Friday, May 29, 2009

What's Your Fantasy: A Placeholder Post

Hello, blog readers. I don't know if you know me yet... but since Meimei still hasn't returned from her summer hiatus, she thought it would be a good idea for me to faff around with this blog a little bit.

Yes, I understand that I am following in the grand tradition established by the likes of Gerard Butler and Jason Statham, and - try as I might - I doubt that I will ever replace The Sarsgaard in her heart. Well, all right, so Mr. Darcy has come pretty close to doing that for her, but still.

Not to mention that Mei has only seen three of my projects, and only one of them was deemed any good:
I'm sorry, but not even a mustache and '70s-style cop gear - and standing next to Paddy Considine - could hide those cheekbones from La Meimei. (Although how I managed to elude her in that zombie movie continues to puzzle me.)

Then there's this, and even I will admit that I looked insanely hot here.
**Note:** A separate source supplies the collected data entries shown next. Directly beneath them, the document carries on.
//! Posts: short text with one opinion per reader.

use palimpsest_core::AuthorId;
use palimpsest_view::{toggled, ActionLedger, ActionScope, Actionable, Resource};
use serde::{Deserialize, Serialize};

use super::require;

#[derive(Debug, Clone, PartialEq, Eq, Serialize, Deserialize)]
pub struct Post {
    pub text: String,
    #[serde(default)]
    pub opinions: ActionLedger,
}

impl Post {
    pub const AGREE: &'static str = "agree";
    pub const DISAGREE: &'static str = "disagree";
    pub const UNSURE: &'static str = "unsure";

    pub fn new(text: impl Into<String>) -> Self {
        Self {
            text: text.into(),
            opinions: ActionLedger::new(),
        }
    }
}

impl Resource for Post {
    const TYPE: &'static str = "post";

    fn validate(&self) -> Result<(), String> {
        require(&self.text, "text")
    }

    fn carry_over(&mut self, previous: &Self) {
        self.opinions = previous.opinions.clone();
    }

    fn acted_on(&self, category: &str, actor: AuthorId) -> Option<Self> {
        toggled(self, category, actor)
    }

    fn title(&self) -> &str {
        self.text.lines().next().unwrap_or_default()
    }
}

impl Actionable for Post {
    const SCOPE: ActionScope = ActionScope::Exclusive;
    const CATEGORIES: &'static [&'static str] = &[Post::AGREE, Post::DISAGREE, Post::UNSURE];

    fn ledger(&self) -> &ActionLedger {
        &self.opinions
    }

    fn ledger_mut(&mut self) -> &mut ActionLedger {
        &mut self.opinions
    }
}
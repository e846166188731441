//! Shared helpers for the integration suites.

#![allow(dead_code)]

use palimpsest::core::Keypair;
use palimpsest::store::MemoryFeed;
use palimpsest::{Engine, EngineConfig};

/// 2025-01-14T16:00:00Z.
pub const T0: i64 = 1_736_870_400_000;

pub const MINUTE: i64 = 60_000;

pub fn init_tracing() {
    let _ = tracing_subscriber::fmt().with_test_writer().try_init();
}

pub fn keypair(n: u8) -> Keypair {
    Keypair::from_seed(&[n; 32])
}

pub fn engine() -> Engine<MemoryFeed> {
    engine_with(EngineConfig::default())
}

pub fn engine_with(config: EngineConfig) -> Engine<MemoryFeed> {
    init_tracing();
    Engine::new(MemoryFeed::new(), config)
}
//! Edits published by someone other than a resource's owner: only
//! well-formed actions of their own author join the chain.

mod common;

use anyhow::Result;
use common::{engine, keypair, MINUTE, T0};
use palimpsest::core::ActionMarker;
use palimpsest::resources::{Poll, Task};
use palimpsest::store::FeedStore;
use palimpsest::{Actionable, Content, Context, FaultKind, Keypair, ListFilter, Resource};

fn marker(category: &str, actor: &Keypair) -> ActionMarker {
    ActionMarker {
        category: category.into(),
        actor: actor.author_id(),
    }
}

#[tokio::test]
async fn test_undecodable_foreign_edit_cannot_hide_a_resource() -> Result<()> {
    let engine = engine();
    let alice = keypair(1);
    let mallory = keypair(6);
    let tasks = engine.collection::<Task>();

    let root = tasks
        .create(&Context::new(&alice, T0), Task::new("alice's"))
        .await?
        .key();
    let plain = engine
        .store()
        .append(&mallory, T0 + 1, &Content::edit("task", root, 1, &42u32)?)
        .await?
        .key();
    let marked = engine
        .store()
        .append(
            &mallory,
            T0 + 2,
            &Content::edit("task", root, 1, &42u32)?
                .with_action(marker(Task::ASSIGNEE, &mallory)),
        )
        .await?
        .key();

    let ctx = Context::new(&alice, T0 + MINUTE);
    let record = tasks.get_by_id(&ctx, &root).await?;
    assert_eq!(record.body.title, "alice's");
    assert_eq!(record.tip, root);
    assert_eq!(tasks.list_all(&ctx, &ListFilter::default()).await?.len(), 1);

    let live = tasks.live_set().await?;
    assert!(live.fault_for(&root).is_none());
    assert_eq!(live.fault_for(&plain).unwrap().kind, FaultKind::Unauthorized);
    assert_eq!(live.fault_for(&marked).unwrap().kind, FaultKind::Undecodable);
    Ok(())
}

#[tokio::test]
async fn test_foreign_rewrite_keeps_fields_and_votes() -> Result<()> {
    let engine = engine();
    let alice = keypair(1);
    let bob = keypair(2);
    let carol = keypair(3);
    let mallory = keypair(6);
    let polls = engine.collection::<Poll>();

    let root = polls
        .create(&Context::new(&alice, T0), Poll::new("Picnic?", ["yes", "no"]))
        .await?
        .key();
    let vote = polls
        .record_action(&Context::new(&bob, T0 + MINUTE), &root, "yes")
        .await?;

    let rewrite = engine
        .store()
        .append(
            &mallory,
            T0 + 2 * MINUTE,
            &Content::edit("poll", vote.key(), 2, &Poll::new("Mallory's?", ["a", "b"]))?,
        )
        .await?;

    let ctx = Context::new(&alice, T0 + 3 * MINUTE);
    let record = polls.get_by_id(&ctx, &root).await?;
    assert_eq!(record.body.question, "Picnic?");
    assert_eq!(record.tip, vote.key());
    assert_eq!(record.body.results(), vec![("yes", 1), ("no", 0)]);
    assert_eq!(
        polls.live_set().await?.fault_for(&rewrite.key()).unwrap().kind,
        FaultKind::Unauthorized
    );

    // Later actions chain from the real tip.
    let next = polls
        .record_action(&Context::new(&carol, T0 + 4 * MINUTE), &root, "no")
        .await?;
    let record = polls.get_by_id(&ctx, &root).await?;
    assert_eq!(record.tip, next.key());
    assert_eq!(record.body.results(), vec![("yes", 1), ("no", 1)]);
    assert_eq!(polls.history(&root).await?.len(), 3);
    Ok(())
}

#[tokio::test]
async fn test_forged_ledger_is_rejected_but_raw_actions_count() -> Result<()> {
    let engine = engine();
    let alice = keypair(1);
    let bob = keypair(2);
    let carol = keypair(3);
    let mallory = keypair(6);
    let polls = engine.collection::<Poll>();

    let root = polls
        .create(&Context::new(&alice, T0), Poll::new("Lunch?", ["soup", "salad"]))
        .await?
        .key();
    let vote = polls
        .record_action(&Context::new(&bob, T0 + MINUTE), &root, "soup")
        .await?;
    let ctx = Context::new(&alice, T0 + 2 * MINUTE);
    let before = polls.get_by_id(&ctx, &root).await?.body;

    // Mallory's own vote, with bob's quietly dropped.
    let mut forged = before.clone();
    forged.votes.toggle("soup", bob.author_id(), Poll::SCOPE);
    forged.votes.toggle("soup", mallory.author_id(), Poll::SCOPE);
    let forgery = engine
        .store()
        .append(
            &mallory,
            T0 + 2 * MINUTE,
            &Content::edit("poll", vote.key(), 2, &forged)?.with_action(marker("soup", &mallory)),
        )
        .await?;

    let honest = before
        .acted_on("salad", carol.author_id())
        .ok_or_else(|| anyhow::anyhow!("salad rejected"))?;
    let action = engine
        .store()
        .append(
            &carol,
            T0 + 3 * MINUTE,
            &Content::edit("poll", vote.key(), 2, &honest)?.with_action(marker("salad", &carol)),
        )
        .await?;

    let record = polls.get_by_id(&Context::new(&alice, T0 + 4 * MINUTE), &root).await?;
    assert_eq!(record.tip, action.key());
    assert_eq!(record.last_editor, carol.author_id());
    assert_eq!(record.body.results(), vec![("soup", 1), ("salad", 1)]);
    assert!(!record.body.votes.contains("soup", &mallory.author_id()));
    assert_eq!(
        polls.live_set().await?.fault_for(&forgery.key()).unwrap().kind,
        FaultKind::Unauthorized
    );
    Ok(())
}
//! Error types for the store module.

use palimpsest_core::{CoreError, EntryKey, ValidationError};
use thiserror::Error;

/// Errors that can occur during store operations.
#[derive(Debug, Error)]
pub enum StoreError {
    /// Database error from SQLite.
    #[error("database error: {0}")]
    Database(#[from] rusqlite::Error),

    /// Entry or content could not be encoded or decoded.
    #[error("serialization error: {0}")]
    Serialization(String),

    /// No entry with this key is stored.
    #[error("entry not found: {0}")]
    NotFound(EntryKey),

    /// A replicated entry was rejected.
    #[error("rejected entry: {0}")]
    Validation(#[from] ValidationError),

    /// The backing store cannot serve requests.
    #[error("store unavailable: {0}")]
    Unavailable(String),

    /// Migration error.
    #[error("migration error: {0}")]
    Migration(String),

    /// I/O error.
    #[error("I/O error: {0}")]
    Io(#[from] std::io::Error),
}

impl From<CoreError> for StoreError {
    fn from(e: CoreError) -> Self {
        StoreError::Serialization(e.to_string())
    }
}

/// Result type for store operations.
pub type Result<T> = std::result::Result<T, StoreError>;
//! Database schema migrations for SQLite.
//!
//! Each migration is a SQL batch that moves the schema from version N to
//! N+1. Applied versions are recorded in `schema_migrations`.

use rusqlite::Connection;

use crate::error::{Result, StoreError};

/// Current schema version.
pub const CURRENT_VERSION: u32 = 2;

/// Initialize or migrate the database schema. Idempotent.
pub fn migrate(conn: &mut Connection) -> Result<()> {
    conn.execute(
        "CREATE TABLE IF NOT EXISTS schema_migrations (
            version INTEGER PRIMARY KEY,
            applied_at INTEGER NOT NULL
        )",
        [],
    )?;

    let current: u32 = conn.query_row(
        "SELECT COALESCE(MAX(version), 0) FROM schema_migrations",
        [],
        |row| row.get(0),
    )?;

    if current < CURRENT_VERSION {
        let tx = conn.transaction()?;

        for version in (current + 1)..=CURRENT_VERSION {
            apply_migration(&tx, version)?;

            tx.execute(
                "INSERT INTO schema_migrations (version, applied_at) VALUES (?1, ?2)",
                rusqlite::params![version, now_millis()],
            )?;
        }

        tx.commit()?;
        tracing::info!(from = current, to = CURRENT_VERSION, "migrated feed schema");
    }

    Ok(())
}

fn apply_migration(conn: &Connection, version: u32) -> Result<()> {
    match version {
        1 => apply_v1(conn),
        2 => apply_v2(conn),
        _ => Err(StoreError::Migration(format!(
            "unknown migration version: {}",
            version
        ))),
    }
}

/// Migration v1: the merged log.
fn apply_v1(conn: &Connection) -> Result<()> {
    conn.execute_batch(
        r#"
        -- One row per entry; `pos` is the local ingestion order (cursor).
        CREATE TABLE entries (
            pos INTEGER PRIMARY KEY AUTOINCREMENT,
            entry_key BLOB NOT NULL UNIQUE,  -- 32 bytes, Blake3 of canonical bytes
            author BLOB NOT NULL,            -- 32 bytes, Ed25519 public key
            seq INTEGER NOT NULL,            -- position in the author's feed
            timestamp INTEGER NOT NULL,      -- author-claimed (Unix ms)
            prev BLOB,                       -- 32 bytes, NULL for seq = 1
            canonical BLOB NOT NULL,         -- header || content || signature
            ingested_at INTEGER NOT NULL,    -- local clock (Unix ms)

            UNIQUE(author, seq)
        );

        CREATE INDEX idx_entries_author_seq ON entries(author, seq);
        "#,
    )?;

    Ok(())
}

/// Migration v2: feed heads, so appends need not scan an author's feed.
fn apply_v2(conn: &Connection) -> Result<()> {
    conn.execute_batch(
        r#"
        CREATE TABLE feeds (
            author BLOB PRIMARY KEY,
            head_seq INTEGER NOT NULL,
            head_key BLOB NOT NULL
        );

        INSERT INTO feeds (author, head_seq, head_key)
        SELECT e.author, e.seq, e.entry_key FROM entries e
        WHERE e.seq = (SELECT MAX(seq) FROM entries WHERE author = e.author);
        "#,
    )?;

    Ok(())
}

pub(crate) fn now_millis() -> i64 {
    palimpsest_core::unix_millis(std::time::SystemTime::now())
}
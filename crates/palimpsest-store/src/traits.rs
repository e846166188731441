//! FeedStore trait: the boundary between the engine and whatever holds the
//! feeds.
//!
//! Implementations include SQLite (persistent) and in-memory (for tests).

use std::sync::Arc;

use async_trait::async_trait;
use palimpsest_core::{AuthorId, Content, EntryKey, Keypair, LogEntry, ValidationError};

use crate::error::Result;

/// Outcome of ingesting a replicated entry.
#[derive(Debug, Clone, PartialEq, Eq)]
pub enum InsertResult {
    /// Entry was new and extends its author's feed.
    Inserted,
    /// Entry is already stored (idempotent, not an error).
    AlreadyExists,
    /// A different entry already holds this `(author, seq)` position.
    Conflict {
        /// The entry already stored at this position.
        existing: EntryKey,
    },
}

/// A position in the local merged log.
///
/// Cursors count entries in local ingestion order; `Cursor::START` is
/// before the first entry. They are local to one store and never leave it.
#[derive(Debug, Clone, Copy, PartialEq, Eq, Hash, PartialOrd, Ord, Default)]
pub struct Cursor(pub u64);

impl Cursor {
    pub const START: Cursor = Cursor(0);
}

/// The feed store: async interface over the merged log of all known feeds.
///
/// # Design Notes
///
/// - **Ordering**: `read_all` returns entries in local ingestion order. Each
///   author's entries appear in `seq` order because ingest only accepts the
///   next entry of a feed.
/// - **No retries**: a failing backend surfaces as an error on the call that
///   hit it.
#[async_trait]
pub trait FeedStore: Send + Sync {
    /// Append `content` to the signer's own feed.
    ///
    /// The store assigns `seq` and `prev` from the current feed head.
    async fn append(&self, signer: &Keypair, timestamp: i64, content: &Content)
        -> Result<LogEntry>;

    /// Get an entry by key. Fails with `NotFound` if absent.
    async fn get(&self, key: &EntryKey) -> Result<LogEntry>;

    /// Read the merged log, optionally only entries after `since`.
    async fn read_all(&self, since: Option<Cursor>) -> Result<Vec<LogEntry>>;

    /// Accept an entry produced elsewhere (replication, import).
    ///
    /// The entry must be structurally valid and extend its author's feed
    /// contiguously. Signature checks are the caller's concern.
    async fn ingest(&self, entry: &LogEntry) -> Result<InsertResult>;

    /// The latest `(seq, key)` of an author's feed, if it has any entries.
    async fn feed_head(&self, author: &AuthorId) -> Result<Option<(u64, EntryKey)>>;

    /// The cursor just past the newest entry in the merged log.
    async fn cursor(&self) -> Result<Cursor>;
}

#[async_trait]
impl<S: FeedStore + ?Sized> FeedStore for Arc<S> {
    async fn append(
        &self,
        signer: &Keypair,
        timestamp: i64,
        content: &Content,
    ) -> Result<LogEntry> {
        (**self).append(signer, timestamp, content).await
    }

    async fn get(&self, key: &EntryKey) -> Result<LogEntry> {
        (**self).get(key).await
    }

    async fn read_all(&self, since: Option<Cursor>) -> Result<Vec<LogEntry>> {
        (**self).read_all(since).await
    }

    async fn ingest(&self, entry: &LogEntry) -> Result<InsertResult> {
        (**self).ingest(entry).await
    }

    async fn feed_head(&self, author: &AuthorId) -> Result<Option<(u64, EntryKey)>> {
        (**self).feed_head(author).await
    }

    async fn cursor(&self) -> Result<Cursor> {
        (**self).cursor().await
    }
}

/// Check that `entry` is the next entry after `head` in its author's feed.
pub(crate) fn check_extends(
    head: Option<(u64, EntryKey)>,
    entry: &LogEntry,
) -> std::result::Result<(), ValidationError> {
    let (expected_seq, expected_prev) = match head {
        Some((seq, key)) => (seq + 1, Some(key)),
        None => (1, None),
    };

    if entry.seq() != expected_seq {
        return Err(ValidationError::InvalidSequence {
            expected: expected_seq,
            got: entry.seq(),
        });
    }

    if entry.prev().copied() != expected_prev {
        return Err(ValidationError::InvalidPrev {
            expected: expected_prev,
            got: entry.prev().copied(),
        });
    }

    Ok(())
}
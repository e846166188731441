//! Idempotent per-actor actions: votes, opinions, confirmations, toggles.
//!
//! An action adds an actor to a named category of a resource. The ledger
//! travels inside the resource snapshot, so the current ledger is simply
//! the tip's.

use std::collections::{BTreeMap, BTreeSet};

use palimpsest_core::AuthorId;
use serde::{Deserialize, Serialize};

use crate::error::{Result, ViewError};
use crate::resource::Resource;

/// How categories of one resource relate to each other.
#[derive(Debug, Clone, Copy, PartialEq, Eq, Hash)]
pub enum ActionScope {
    /// An actor appears at most once in each category (confirmations,
    /// reactions).
    PerCategory,
    /// An actor appears in at most one category of the resource (poll
    /// votes, opinions).
    Exclusive,
}

/// Actor sets keyed by category.
#[derive(Debug, Clone, Default, PartialEq, Eq, Serialize, Deserialize)]
pub struct ActionLedger {
    categories: BTreeMap<String, BTreeSet<AuthorId>>,
}

impl ActionLedger {
    pub fn new() -> Self {
        Self::default()
    }

    pub fn contains(&self, category: &str, actor: &AuthorId) -> bool {
        self.categories
            .get(category)
            .is_some_and(|actors| actors.contains(actor))
    }

    /// The first category (by name) the actor appears in.
    pub fn category_of(&self, actor: &AuthorId) -> Option<&str> {
        self.categories
            .iter()
            .find(|(_, actors)| actors.contains(actor))
            .map(|(name, _)| name.as_str())
    }

    /// Whether recording `actor` in `category` would be a repeat.
    pub fn has_acted(&self, category: &str, actor: &AuthorId, scope: ActionScope) -> bool {
        match scope {
            ActionScope::PerCategory => self.contains(category, actor),
            ActionScope::Exclusive => self.category_of(actor).is_some(),
        }
    }

    /// Add `actor` to `category`. Fails if the actor already acted.
    pub fn record(&mut self, category: &str, actor: AuthorId, scope: ActionScope) -> Result<()> {
        if self.has_acted(category, &actor, scope) {
            return Err(ViewError::AlreadyActed {
                category: category.to_string(),
            });
        }
        self.categories
            .entry(category.to_string())
            .or_default()
            .insert(actor);
        Ok(())
    }

    /// Flip `actor`'s membership in `category`. Returns whether the actor
    /// is present afterwards.
    ///
    /// Under `Exclusive`, switching into a category removes the actor
    /// from every other one.
    pub fn toggle(&mut self, category: &str, actor: AuthorId, scope: ActionScope) -> bool {
        if self.contains(category, &actor) {
            self.remove(category, &actor);
            return false;
        }
        if scope == ActionScope::Exclusive {
            let names: Vec<String> = self.categories.keys().cloned().collect();
            for name in names {
                self.remove(&name, &actor);
            }
        }
        self.categories
            .entry(category.to_string())
            .or_default()
            .insert(actor);
        true
    }

    fn remove(&mut self, category: &str, actor: &AuthorId) {
        if let Some(actors) = self.categories.get_mut(category) {
            actors.remove(actor);
            if actors.is_empty() {
                self.categories.remove(category);
            }
        }
    }

    pub fn count(&self, category: &str) -> usize {
        self.categories.get(category).map_or(0, BTreeSet::len)
    }

    pub fn actors(&self, category: &str) -> impl Iterator<Item = &AuthorId> {
        self.categories.get(category).into_iter().flatten()
    }

    /// Count per non-empty category.
    pub fn tally(&self) -> BTreeMap<&str, usize> {
        self.categories
            .iter()
            .map(|(name, actors)| (name.as_str(), actors.len()))
            .collect()
    }

    pub fn is_empty(&self) -> bool {
        self.categories.is_empty()
    }
}

/// A resource that accepts idempotent actions.
///
/// Implementors should also override [`Resource::acted_on`] with
/// [`toggled`], or actions by anyone but the owner never reach the tip.
pub trait Actionable: Resource {
    const SCOPE: ActionScope;

    /// Fixed category names. Empty means any category is accepted.
    const CATEGORIES: &'static [&'static str] = &[];

    fn ledger(&self) -> &ActionLedger;

    fn ledger_mut(&mut self) -> &mut ActionLedger;

    fn accepts(&self, category: &str) -> bool {
        Self::CATEGORIES.is_empty() || Self::CATEGORIES.iter().any(|c| *c == category)
    }
}

/// `resource` with `actor` toggled in `category`, respecting the type's
/// scope. `None` if the category is not accepted.
pub fn toggled<R: Actionable>(resource: &R, category: &str, actor: AuthorId) -> Option<R> {
    if !resource.accepts(category) {
        return None;
    }
    let mut next = resource.clone();
    next.ledger_mut().toggle(category, actor, R::SCOPE);
    Some(next)
}
//! # Palimpsest View
//!
//! Pure, synchronous log compaction. Given the raw merged log, this crate
//! reconstructs the current state of every resource of a type: which entry
//! is each chain's tip, which chains are hidden by tombstones, and which
//! chains are malformed.
//!
//! Nothing here performs I/O or reads a clock. The same entries always
//! produce the same live set, regardless of the order they arrive in.
//!
//! ## Pipeline
//!
//! ```text
//! LogEntry[] -> Classifier -> ChainResolver + TombstoneTracker -> LiveSet<R>
//!                                                                  |
//!                                       derive_status / Reducer <--+
//! ```
//!
//! ## Key Types
//!
//! - [`Resource`] - A declared resource type and its tombstone policy
//! - [`LiveSet`] - Current record per live root, plus faulted chains
//! - [`ActionLedger`] - Per-category actor sets for idempotent actions
//! - [`Reducer`] - Cross-type merge with dedupe, filter, and ordering

pub mod actions;
pub mod chain;
pub mod classify;
pub mod error;
pub mod live_set;
pub mod reduce;
pub mod resource;
pub mod status;
pub mod tombstone;

pub use actions::{toggled, ActionLedger, ActionScope, Actionable};
pub use chain::{Chain, ChainResolver, Link, Resolution};
pub use classify::{Classified, Classifier, Envelope};
pub use error::{ChainFault, FaultKind, Result, ViewError};
pub use live_set::{
    build_from_classified, build_live_set, chain_history, CurrentRecord, LiveSet, Revision,
};
pub use reduce::{Reducible, Reducer};
pub use resource::{Resource, TombstonePolicy};
pub use status::{derive_status, Status};
pub use tombstone::TombstoneTracker;
//! Compaction throughput over generated histories.

use criterion::{black_box, criterion_group, criterion_main, BenchmarkId, Criterion, Throughput};
use palimpsest_testkit::generators::{build_history, random_steps, Note, Notice};
use palimpsest_view::{build_live_set, Classifier};

fn bench_build_live_set(c: &mut Criterion) {
    let mut group = c.benchmark_group("build_live_set");
    for size in [100usize, 1_000, 10_000] {
        let log = build_history(&random_steps(size, 7));
        group.throughput(Throughput::Elements(log.len() as u64));
        group.bench_with_input(BenchmarkId::new("tip_only", size), &log, |b, log| {
            b.iter(|| build_live_set::<Note>(black_box(log)))
        });
        group.bench_with_input(BenchmarkId::new("whole_chain", size), &log, |b, log| {
            b.iter(|| build_live_set::<Notice>(black_box(log)))
        });
    }
    group.finish();
}

fn bench_classify(c: &mut Criterion) {
    let log = build_history(&random_steps(1_000, 11));
    let classifier = Classifier::for_types(["note", "notice"]);
    c.bench_function("classify_1000", |b| {
        b.iter(|| classifier.classify_all(black_box(&log)))
    });
}

criterion_group!(benches, bench_build_live_set, bench_classify);
criterion_main!(benches);
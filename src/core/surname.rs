// src/core/surname.rs
use crate::core::rules::{apply_first, last_char, DeclensionRules, SuffixRule, BASE_CONSONANTS};
use crate::core::types::Category;

/// Consonants (and the soft sign) that end a surname already in nominative.
pub const SURNAME_CONSONANTS: [char; 22] = [
    'б', 'в', 'г', 'ґ', 'д', 'ж', 'з', 'к', 'л', 'м', 'н', 'п', 'р', 'с', 'т', 'ф', 'х', 'ц', 'ч',
    'ш', 'щ', 'ь',
];

/// Stems after which "ку" comes from "-ко" rather than "-к".
const KO_STEMS: [char; 23] = [
    'б', 'в', 'г', 'ґ', 'д', 'ж', 'з', 'к', 'л', 'м', 'н', 'п', 'р', 'с', 'т', 'ф', 'х', 'ц', 'ч',
    'ш', 'щ', 'ь', 'й',
];

// Order matters: "ьому" before "ому", the guarded "ку"/"цю" rows before
// their unguarded fallbacks.
static SURNAME_RULES: [SuffixRule; 17] = [
    SuffixRule::new("ій", "а"),
    SuffixRule::new("ьому", "ій"),
    SuffixRule::new("ому", "ий"),
    SuffixRule::after("ку", &KO_STEMS, "ко"),
    SuffixRule::new("ку", "к"),
    SuffixRule::after("у", &BASE_CONSONANTS, ""),
    SuffixRule::new("ію", "ій"),
    SuffixRule::new("аю", "ай"),
    SuffixRule::new("ню", "нь"),
    SuffixRule::new("лю", "ль"),
    SuffixRule::new("дю", "дь"),
    SuffixRule::new("рю", "р"),
    SuffixRule::after("цю", &['е'], "ць"),
    SuffixRule::new("йцю", "єць"),
    SuffixRule::new("цю", "ець"),
    SuffixRule::new("бі", "ба"),
    SuffixRule::new("ді", "да"),
];

/// Rule set for surnames.
#[derive(Debug, Clone, Copy, Default)]
pub struct SurnameRules;

impl SurnameRules {
    pub fn new() -> Self {
        Self
    }
}

impl DeclensionRules for SurnameRules {
    fn category(&self) -> Category {
        Category::Surname
    }

    fn is_excluded(&self, token: &str) -> bool {
        match last_char(token) {
            None => true,
            Some(c) => SURNAME_CONSONANTS.contains(&c) || c == 'о' || token.ends_with("ко"),
        }
    }

    fn apply_suffix_rule(&self, token: &str) -> Option<String> {
        apply_first(&SURNAME_RULES, token)
    }

    fn is_filtered_after_all(&self, token: &str) -> bool {
        last_char(token) == Some('й')
    }
}
// src/core/rules.rs
use crate::core::types::Category;

/// Consonants after which a trailing genitive "у" is simply dropped.
/// Shared by both rule sets.
pub const BASE_CONSONANTS: [char; 14] = [
    'б', 'в', 'д', 'з', 'н', 'п', 'р', 'с', 'т', 'ф', 'ч', 'х', 'ш', 'ц',
];

/// The capability set a grammatical category supplies to the engine.
///
/// All three operations are pure and look only at the last few characters
/// of the token.
pub trait DeclensionRules {
    fn category(&self) -> Category;

    /// Already nominative, or not something the rules can transform.
    /// Checked before any suffix rule.
    fn is_excluded(&self, token: &str) -> bool;

    /// First matching rule of the category's ordered table, if any.
    fn apply_suffix_rule(&self, token: &str) -> Option<String>;

    /// Catch-all for tokens no rule matched: `true` means "probably fine".
    fn is_filtered_after_all(&self, token: &str) -> bool;
}

/// Condition on the character immediately before the matched suffix.
#[derive(Debug, Clone, Copy)]
pub enum Guard {
    Always,
    PrecededBy(&'static [char]),
}

/// One row of a rule table: when `suffix` ends the token and `guard` holds,
/// the suffix is rewritten to `replacement`.
#[derive(Debug, Clone, Copy)]
pub struct SuffixRule {
    pub suffix: &'static str,
    pub guard: Guard,
    pub replacement: &'static str,
}

impl SuffixRule {
    pub const fn new(suffix: &'static str, replacement: &'static str) -> Self {
        Self { suffix, guard: Guard::Always, replacement }
    }

    pub const fn after(suffix: &'static str, preceding: &'static [char], replacement: &'static str) -> Self {
        Self { suffix, guard: Guard::PrecededBy(preceding), replacement }
    }

    pub fn apply(&self, token: &str) -> Option<String> {
        if let Guard::PrecededBy(set) = self.guard {
            // A token with nothing before the suffix cannot satisfy the guard.
            let prev = token.strip_suffix(self.suffix)?.chars().next_back()?;
            if !set.contains(&prev) {
                return None;
            }
        }
        replace_suffix(token, self.suffix, self.replacement)
    }
}

/// Tries the table in order; the first rule that fires wins.
pub fn apply_first(table: &[SuffixRule], token: &str) -> Option<String> {
    table.iter().find_map(|rule| rule.apply(token))
}

/// Rewrites `suffix` at the very end of `token`, leaving every earlier
/// character untouched even if the same substring occurs before.
pub fn replace_suffix(token: &str, suffix: &str, replacement: &str) -> Option<String> {
    token
        .strip_suffix(suffix)
        .map(|stem| format!("{stem}{replacement}"))
}

/// Last character of the token.
pub(crate) fn last_char(token: &str) -> Option<char> {
    token.chars().next_back()
}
Except for the part where I die, but that's beside the point, right?

And then there was that BBC project that she and The Scribe (oh, hi there!) would like to refer to as The Abomination:

My apologies to those of you who remain traumatized.

(I know Meimei still is, because it says a lot about a woman who would rather watch Gilles Marini's performances on Dancing With The Stars than acknowledge, once more, that this project ever existed. In fact, she would rather acknowledge that my Dad is hot, than admit to watching this at all. Damn you, Andrew Davies. Damn you to hell.)

It's a pity that Meimei will be missing my return to PBS (and in an episode of the Marple series, no doubt - that, my friends, is the sound of her brain exploding) due to... uh... well, I am not at liberty to say it, because I'm waiting for her to tell you herself. It's not her fault that we won't be reunited right away, I can tell you that.

(And seriously, Hollywood? Do I have to wait until somebody casts me in the next big movie franchise - or at least as Patrick Jane's equally unhinged brother on The Mentalist - to get noticed? Like that's going to happen any time soon. Okay, rant over.)

So until Meimei can get herself together, I will be here, serving as a bulwark of relative sanity to tide you over.

Oh, who am I kidding? Let's go ahead and watch that sexy bastard Gilles shake his boo-tay on television one more time, shall we? (And memo to the casting directors of DWTS America: Please contact my father instead. Casting me will only cheapen the whole thing, you know?)